Even if the total cost of refurbishing the rig was US$13.74 million (taking out the purchase price from the Minister’s figure), the earnings of over US$15million from the rig’s operations in Mexico cannot be disregarded in the computations. Nor can the “earnings” attributable to work done for GNPC be ignored in presenting the statement of affairs on the drillship”.

“It needs also to be pointed out that in respect of the two rigs that were to have been used to service requirements of the Angolan national oil company, Sonangol, there was a project mobilisation payment to GNPC of some US$11million.Yet, they are among the rigs which are said never to have earned one pesewa. Nor is there acknowledgement of the US$10million insurance payment in favour of GNPC in respect of one of the rigs, which was purchased for about US$3million and which had an accident in the course of being moved to a drilling location”.

“It is a pity that the Honourable Minister seeks to dismiss these assets as “old and dilapidated” without an appreciation of the value attached to these assets, particularly in the current market.
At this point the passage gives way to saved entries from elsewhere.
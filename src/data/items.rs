//! Records emitted by data sources, and the rules that decide whether a
//! record may be written to a buffer.
//!
//! A gap (NaN) is a legitimate value in most fields: a point whose
//! coordinates are both gaps is a line break. Records become invalid only
//! when a field that positions them is missing while another field still
//! carries data.

use std::fmt;

use crate::data::bars::{Bar, InjectionBar};
use crate::data::markers::TimestampMarker;
use crate::data::sample::Sample;

pub type BarData = Bar;
pub type InjectionBarData = InjectionBar;
pub type TimestampMarkerData = TimestampMarker;

pub type BarCollectionData = Vec<BarData>;
pub type InjectionBarCollectionData = Vec<InjectionBarData>;
pub type TimestampMarkerCollectionData = Vec<TimestampMarkerData>;

/// Validity check applied before a record reaches a buffer.
pub trait Validate {
    fn is_valid(&self) -> bool;
}

/// A single point of a curve.
#[derive(Debug, Clone, Copy, PartialEq)]
pub struct PointData {
    pub x: f64,
    pub y: f64,
}

impl PointData {
    pub fn new(x: impl Into<Sample>, y: impl Into<Sample>) -> Self {
        Self {
            x: x.into().raw(),
            y: y.into().raw(),
        }
    }

    /// A line break: both coordinates are gaps.
    pub fn gap() -> Self {
        Self {
            x: f64::NAN,
            y: f64::NAN,
        }
    }
}

impl Validate for PointData {
    fn is_valid(&self) -> bool {
        !(self.x.is_nan() && !self.y.is_nan())
    }
}

/// Several points of a curve at once.
#[derive(Debug, Clone, PartialEq, Default)]
pub struct CurveData {
    pub x: Vec<f64>,
    pub y: Vec<f64>,
}

impl CurveData {
    pub fn new(x: Vec<f64>, y: Vec<f64>) -> Self {
        Self { x, y }
    }

    pub fn len(&self) -> usize {
        self.x.len()
    }

    pub fn is_empty(&self) -> bool {
        self.x.is_empty()
    }

    pub fn points(&self) -> impl Iterator<Item = PointData> + '_ {
        self.x
            .iter()
            .zip(&self.y)
            .map(|(&x, &y)| PointData { x, y })
    }
}

impl FromIterator<PointData> for CurveData {
    fn from_iter<I: IntoIterator<Item = PointData>>(iter: I) -> Self {
        let (x, y) = iter.into_iter().map(|p| (p.x, p.y)).unzip();
        Self { x, y }
    }
}

impl Validate for CurveData {
    fn is_valid(&self) -> bool {
        self.x.len() == self.y.len() && self.points().all(|p| p.is_valid())
    }
}

impl Validate for Bar {
    fn is_valid(&self) -> bool {
        !self.x.is_nan() && !self.height.is_nan()
    }
}

impl Validate for InjectionBar {
    fn is_valid(&self) -> bool {
        !self.x.is_nan() && !self.y.is_nan()
    }
}

impl Validate for TimestampMarker {
    fn is_valid(&self) -> bool {
        !self.x.is_nan()
    }
}

impl<T: Validate> Validate for [T] {
    fn is_valid(&self) -> bool {
        self.iter().all(Validate::is_valid)
    }
}

/// Any record a data source can emit.
#[derive(Debug, Clone, PartialEq)]
pub enum ItemData {
    Point(PointData),
    Curve(CurveData),
    Bar(BarData),
    Bars(BarCollectionData),
    InjectionBar(InjectionBarData),
    InjectionBars(InjectionBarCollectionData),
    TimestampMarker(TimestampMarkerData),
    TimestampMarkers(TimestampMarkerCollectionData),
}

impl ItemData {
    pub fn name(&self) -> &'static str {
        match self {
            ItemData::Point(_) => "point",
            ItemData::Curve(_) => "curve",
            ItemData::Bar(_) => "bar",
            ItemData::Bars(_) => "bar collection",
            ItemData::InjectionBar(_) => "injection bar",
            ItemData::InjectionBars(_) => "injection bar collection",
            ItemData::TimestampMarker(_) => "timestamp marker",
            ItemData::TimestampMarkers(_) => "timestamp marker collection",
        }
    }
}

impl Validate for ItemData {
    fn is_valid(&self) -> bool {
        match self {
            ItemData::Point(p) => p.is_valid(),
            ItemData::Curve(c) => c.is_valid(),
            ItemData::Bar(b) => b.is_valid(),
            ItemData::Bars(b) => b.is_valid(),
            ItemData::InjectionBar(b) => b.is_valid(),
            ItemData::InjectionBars(b) => b.is_valid(),
            ItemData::TimestampMarker(m) => m.is_valid(),
            ItemData::TimestampMarkers(m) => m.is_valid(),
        }
    }
}

impl fmt::Display for ItemData {
    fn fmt(&self, f: &mut fmt::Formatter<'_>) -> fmt::Result {
        f.write_str(self.name())
    }
}

impl From<PointData> for ItemData {
    fn from(p: PointData) -> Self {
        ItemData::Point(p)
    }
}

impl From<CurveData> for ItemData {
    fn from(c: CurveData) -> Self {
        ItemData::Curve(c)
    }
}

impl From<Bar> for ItemData {
    fn from(b: Bar) -> Self {
        ItemData::Bar(b)
    }
}

impl From<InjectionBar> for ItemData {
    fn from(b: InjectionBar) -> Self {
        ItemData::InjectionBar(b)
    }
}

impl From<TimestampMarker> for ItemData {
    fn from(m: TimestampMarker) -> Self {
        ItemData::TimestampMarker(m)
    }
}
For even as old a rig as that on the Saltpond field, a value of US$500,000 was obtained by GNPC in negotiations which led to financing becoming available for the rehabilitation of the field. What does not help in the achievement of value is the kind of asset downgrade indulged in by the Honourable Minister”.

“The original purpose of acquiring these items was for projects that the Corporation was undertaking or providing services for, particularly, the Tano Project. In the case of the project in Angola, in conjunction with a U.S.-based company, we were providing equipment and services to the Angolan national oil company, Sonangol. Unfortunately, the civil war in Angola disrupted the execution of the contract and equipment of the Corporation is still in an area where it is feared there may be mines.
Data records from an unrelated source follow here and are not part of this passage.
//! Fixed-capacity buffer whose rows stay sorted by their primary value.
//!
//! One primary column (usually time) and any number of secondary columns
//! share the same indexing. Every column is allocated once with `capacity`
//! slots; the first `occupied` slots hold data, the rest is NaN padding.
//! Writes never reallocate: an out-of-order row is placed with an in-place
//! shift, and a full buffer evicts its oldest contiguous block.

use std::cmp::Ordering;
use std::fmt;
use std::ops::Range;

use crate::data::intersection::{search_sorted, Side};
use crate::data::sample::{Cell, Column, ColumnKind, Columns, Sample};
use crate::error::{BufferError, Result};

/// Capacity used when none (or an unusable one) is requested.
pub const DEFAULT_CAPACITY: usize = 100_000;

/// Smallest capacity a buffer accepts.
pub const MIN_CAPACITY: usize = 3;

/// A requested capacity was replaced by [`DEFAULT_CAPACITY`].
#[derive(Debug, Clone, Copy, PartialEq, Eq)]
pub struct CapacityWarning {
    pub requested: usize,
    pub used: usize,
}

impl fmt::Display for CapacityWarning {
    fn fmt(&self, f: &mut fmt::Formatter<'_>) -> fmt::Result {
        write!(
            f,
            "requested buffer capacity {} is below the minimum of {}; using {} entries instead",
            self.requested, MIN_CAPACITY, self.used
        )
    }
}

/// Effective capacity for a request. `0` means "use the default" and is not
/// reported; other values below [`MIN_CAPACITY`] are corrected with a warning.
pub fn resolve_capacity(requested: usize) -> (usize, Option<CapacityWarning>) {
    match requested {
        0 => (DEFAULT_CAPACITY, None),
        n if n < MIN_CAPACITY => (
            DEFAULT_CAPACITY,
            Some(CapacityWarning {
                requested: n,
                used: DEFAULT_CAPACITY,
            }),
        ),
        n => (n, None),
    }
}

/// NaN-last ordering for the incoming batch sort.
fn nan_last(a: f64, b: f64) -> Ordering {
    match (a.is_nan(), b.is_nan()) {
        (true, true) => Ordering::Equal,
        (true, false) => Ordering::Greater,
        (false, true) => Ordering::Less,
        (false, false) => a.partial_cmp(&b).unwrap_or(Ordering::Equal),
    }
}

#[derive(Debug, Clone)]
pub struct SortedSampleBuffer {
    capacity: usize,
    layout: Vec<ColumnKind>,
    primary: Vec<f64>,
    secondary: Vec<Column>,
    occupied: usize,
    smallest_gap: f64,
}

impl SortedSampleBuffer {
    /// Create an empty buffer with one secondary column per `layout` entry.
    ///
    /// A capacity below [`MIN_CAPACITY`] falls back to [`DEFAULT_CAPACITY`]
    /// and logs a warning.
    pub fn new(capacity: usize, layout: &[ColumnKind]) -> Self {
        let (buffer, warning) = Self::with_capacity_report(capacity, layout);
        if let Some(w) = warning {
            log::warn!("{w}");
        }
        buffer
    }

    /// Like [`SortedSampleBuffer::new`], but hands the capacity correction
    /// back to the caller instead of logging it.
    pub fn with_capacity_report(
        capacity: usize,
        layout: &[ColumnKind],
    ) -> (Self, Option<CapacityWarning>) {
        let (capacity, warning) = resolve_capacity(capacity);
        let buffer = Self {
            capacity,
            layout: layout.to_vec(),
            primary: vec![f64::NAN; capacity],
            secondary: layout
                .iter()
                .map(|&kind| Column::padded(kind, capacity))
                .collect(),
            occupied: 0,
            smallest_gap: f64::INFINITY,
        };
        (buffer, warning)
    }

    pub fn layout(&self) -> &[ColumnKind] {
        &self.layout
    }

    pub fn capacity(&self) -> usize {
        self.capacity
    }

    pub fn occupied_count(&self) -> usize {
        self.occupied
    }

    pub fn space_left(&self) -> usize {
        self.capacity - self.occupied
    }

    pub fn is_empty(&self) -> bool {
        self.occupied == 0
    }

    /// Smallest distance observed between neighbouring primary values since
    /// the last reset; `+inf` while fewer than two values were seen.
    pub fn smallest_gap(&self) -> f64 {
        self.smallest_gap
    }

    /// Largest primary value that is not a gap.
    pub fn highest_non_nan_primary(&self) -> Option<f64> {
        self.primary[..self.occupied]
            .iter()
            .rev()
            .find(|x| !x.is_nan())
            .copied()
    }

    /// Clear every column back to padding.
    pub fn reset(&mut self) {
        self.primary.fill(f64::NAN);
        self.secondary.iter_mut().for_each(Column::clear);
        self.occupied = 0;
        self.smallest_gap = f64::INFINITY;
    }

    /// Insert a single row.
    pub fn insert_one(&mut self, primary: impl Into<Sample>, secondary: Vec<Cell>) -> Result<()> {
        if secondary.len() != self.layout.len() {
            return Err(BufferError::Arity {
                expected: self.layout.len(),
                actual: secondary.len(),
            });
        }
        let mut columns = Vec::with_capacity(secondary.len());
        for (column, (cell, &kind)) in secondary.into_iter().zip(&self.layout).enumerate() {
            if cell.kind() != kind {
                return Err(BufferError::ColumnType {
                    column,
                    expected: kind,
                });
            }
            let mut single = Column::padded(kind, 0);
            single.push(cell);
            columns.push(single);
        }
        self.insert_rows(vec![primary.into().raw()], columns);
        Ok(())
    }

    /// Insert a batch of rows. All columns must have the same length.
    ///
    /// The batch may be in any order; gap rows in a batch end up after the
    /// batch's real values. To place a line break at a specific position,
    /// insert it with [`SortedSampleBuffer::insert_one`].
    pub fn insert_many(&mut self, primary: &[f64], secondary: &[Column]) -> Result<()> {
        if secondary.len() != self.layout.len() {
            return Err(BufferError::Arity {
                expected: self.layout.len(),
                actual: secondary.len(),
            });
        }
        for (column, (values, &kind)) in secondary.iter().zip(&self.layout).enumerate() {
            if values.len() != primary.len() {
                return Err(BufferError::LengthMismatch {
                    expected: primary.len(),
                    actual: values.len(),
                });
            }
            if values.kind() != kind {
                return Err(BufferError::ColumnType {
                    column,
                    expected: kind,
                });
            }
        }
        self.insert_rows(primary.to_vec(), secondary.to_vec());
        Ok(())
    }

    /// Copies of all rows whose primary value lies in `[start, end]`, with
    /// all-gap rows at either edge removed. An edge row with a NaN primary
    /// value but a known float secondary value is kept.
    pub fn subset(&self, start: f64, end: f64) -> Columns {
        self.copy_rows(self.subset_range(start, end))
    }

    /// Copies of all occupied rows.
    pub fn full(&self) -> Columns {
        self.copy_rows(0..self.occupied)
    }

    /// Occupied part of the primary column.
    pub(crate) fn primary_values(&self) -> &[f64] {
        &self.primary[..self.occupied]
    }

    /// Occupied part of secondary column `index`.
    pub(crate) fn secondary_floats(&self, index: usize) -> &[f64] {
        self.secondary
            .get(index)
            .and_then(Column::as_floats)
            .map(|v| &v[..self.occupied])
            .unwrap_or(&[])
    }

    /// Row indices for `[start, end]`, trimmed of edge gap rows.
    pub(crate) fn subset_range(&self, start: f64, end: f64) -> Range<usize> {
        let xs = self.primary_values();
        let mut first = search_sorted(xs, start, Side::Left);
        let mut last = search_sorted(xs, end, Side::Right).max(first);
        while last > first && self.row_is_gap(last - 1) {
            last -= 1;
        }
        while first < last && self.row_is_gap(first) {
            first += 1;
        }
        first..last
    }

    pub(crate) fn copy_rows(&self, rows: Range<usize>) -> Columns {
        if rows.is_empty() {
            return Columns::empty(&self.layout);
        }
        Columns {
            primary: self.primary[rows.clone()].to_vec(),
            secondary: self
                .secondary
                .iter()
                .map(|c| c.copy_range(rows.clone()))
                .collect(),
        }
    }

    /// Primary and every float secondary value of `row` are NaN.
    fn row_is_gap(&self, row: usize) -> bool {
        self.primary[row].is_nan() && self.secondary.iter().all(|c| c.is_gap_at(row))
    }

    /// Shared pipeline for single and batch writes. Input is validated.
    fn insert_rows(&mut self, mut primary: Vec<f64>, mut secondary: Vec<Column>) {
        if primary.is_empty() {
            return;
        }
        // Two line breaks in a row would only produce animation artifacts.
        if primary.len() == 1
            && primary[0].is_nan()
            && secondary.iter().all(|c| c.is_gap_at(0))
            && self.occupied > 0
            && self.row_is_gap(self.occupied - 1)
        {
            log::trace!("dropping repeated gap row");
            return;
        }

        if primary.len() > 1 {
            let mut order: Vec<usize> = (0..primary.len()).collect();
            order.sort_by(|&a, &b| nan_last(primary[a], primary[b]));
            primary = order.iter().map(|&i| primary[i]).collect();
            secondary = secondary.iter().map(|c| c.permuted(&order)).collect();
        }

        let mut skip = 0;
        if primary.len() > self.space_left() {
            skip = self.make_room(&primary);
        }
        debug_assert!(primary.len() - skip <= self.space_left());

        for row in skip..primary.len() {
            let cells: Vec<Cell> = secondary.iter().map(|c| c.cell(row)).collect();
            self.sort_in(primary[row], cells);
        }
    }

    /// Evict the oldest rows so the sorted `incoming` batch fits. Returns how
    /// many leading incoming rows must be dropped because they would be
    /// older than everything that survives.
    fn make_room(&mut self, incoming: &[f64]) -> usize {
        let reserve = self.capacity.div_ceil(3);
        let mut evict = (reserve + incoming.len()).min(self.occupied);
        let mut skip = 0;
        if incoming.len() > self.capacity {
            skip = incoming.len() - self.capacity + reserve;
        }

        let mut oldest = if evict < self.capacity {
            self.primary[evict]
        } else {
            f64::NAN
        };
        if !oldest.is_nan() && oldest >= incoming[0] {
            // Keep older buffer rows instead of incoming rows that would be
            // sorted in before the new oldest entry anyway.
            while skip < incoming.len() && oldest > incoming[skip] && evict > 0 {
                evict -= 1;
                if !self.primary[evict].is_nan() {
                    oldest = self.primary[evict];
                }
                skip += 1;
            }
        }

        log::debug!(
            "buffer full: evicting {} of {} rows, dropping {} of {} incoming",
            evict,
            self.occupied,
            skip,
            incoming.len()
        );
        self.shift_left(evict);
        skip
    }

    fn shift_left(&mut self, count: usize) {
        if count == 0 {
            return;
        }
        self.primary.rotate_left(count);
        let len = self.primary.len();
        self.primary[len - count..].fill(f64::NAN);
        for column in &mut self.secondary {
            column.shift_left(count);
        }
        self.occupied -= count;
    }

    /// Newest occupied row whose primary value is not NaN. Falls back to the
    /// first row (even if it is a gap) so the append check stays cheap.
    fn last_valid_index(&self) -> Option<usize> {
        if self.occupied == 0 {
            return None;
        }
        let mut i = self.occupied - 1;
        while i > 0 && self.primary[i].is_nan() {
            i -= 1;
        }
        Some(i)
    }

    /// Place one row at its sorted position. Requires a free slot.
    fn sort_in(&mut self, value: f64, cells: Vec<Cell>) {
        let next = self.occupied;
        let appends = match self.last_valid_index() {
            None => true,
            Some(i) => value.is_nan() || self.primary[i].is_nan() || value >= self.primary[i],
        };

        let distance = if appends {
            self.primary[next] = value;
            for (column, cell) in self.secondary.iter_mut().zip(cells) {
                column.set(next, cell);
            }
            if next == 0 {
                f64::INFINITY
            } else {
                value - self.primary[next - 1]
            }
        } else {
            let at = search_sorted(&self.primary[..next], value, Side::Right);
            self.primary[at..=next].rotate_right(1);
            self.primary[at] = value;
            for (column, cell) in self.secondary.iter_mut().zip(cells) {
                column.insert_shifting(at, next, cell);
            }
            let before = (at > 0).then(|| value - self.primary[at - 1]);
            let after = (at < next).then(|| self.primary[at + 1] - value);
            before
                .into_iter()
                .chain(after)
                .filter(|d| !d.is_nan())
                .fold(f64::INFINITY, f64::min)
        };

        self.occupied += 1;
        if distance < self.smallest_gap {
            self.smallest_gap = distance;
        }
    }
}

/// A [`SortedSampleBuffer`] with a fixed column layout and a typed read
/// result. Implemented by the curve, bar, injection-bar and marker buffers.
pub trait BufferVariant {
    /// Typed copy returned by reads.
    type Slice: From<Columns>;

    /// Secondary column layout.
    const LAYOUT: &'static [ColumnKind];

    fn buffer(&self) -> &SortedSampleBuffer;

    fn buffer_mut(&mut self) -> &mut SortedSampleBuffer;

    fn subset(&self, start: f64, end: f64) -> Self::Slice {
        self.buffer().subset(start, end).into()
    }

    fn full(&self) -> Self::Slice {
        self.buffer().full().into()
    }

    fn reset(&mut self) {
        self.buffer_mut().reset();
    }

    fn capacity(&self) -> usize {
        self.buffer().capacity()
    }

    fn occupied_count(&self) -> usize {
        self.buffer().occupied_count()
    }

    fn space_left(&self) -> usize {
        self.buffer().space_left()
    }

    fn is_empty(&self) -> bool {
        self.buffer().is_empty()
    }

    fn smallest_gap(&self) -> f64 {
        self.buffer().smallest_gap()
    }

    fn highest_non_nan_primary(&self) -> Option<f64> {
        self.buffer().highest_non_nan_primary()
    }
}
“In the case of the Tano Project, unexpected delays in implementation have occurred. It has been necessary to keep the equipment maintained so as to derive value from them in future use. This is still a realistic prospect. There has been interest expressed in purchase of these various assets over the years, but the uncertainties concerning the projects for which they were acquired had not made a distress disposal the best option to adopt. Market conditions for such offshore equipment have improved tremendously because of high oil prices and there are many industry projects for which these items of equipment are very suitable, and can realise significant value”.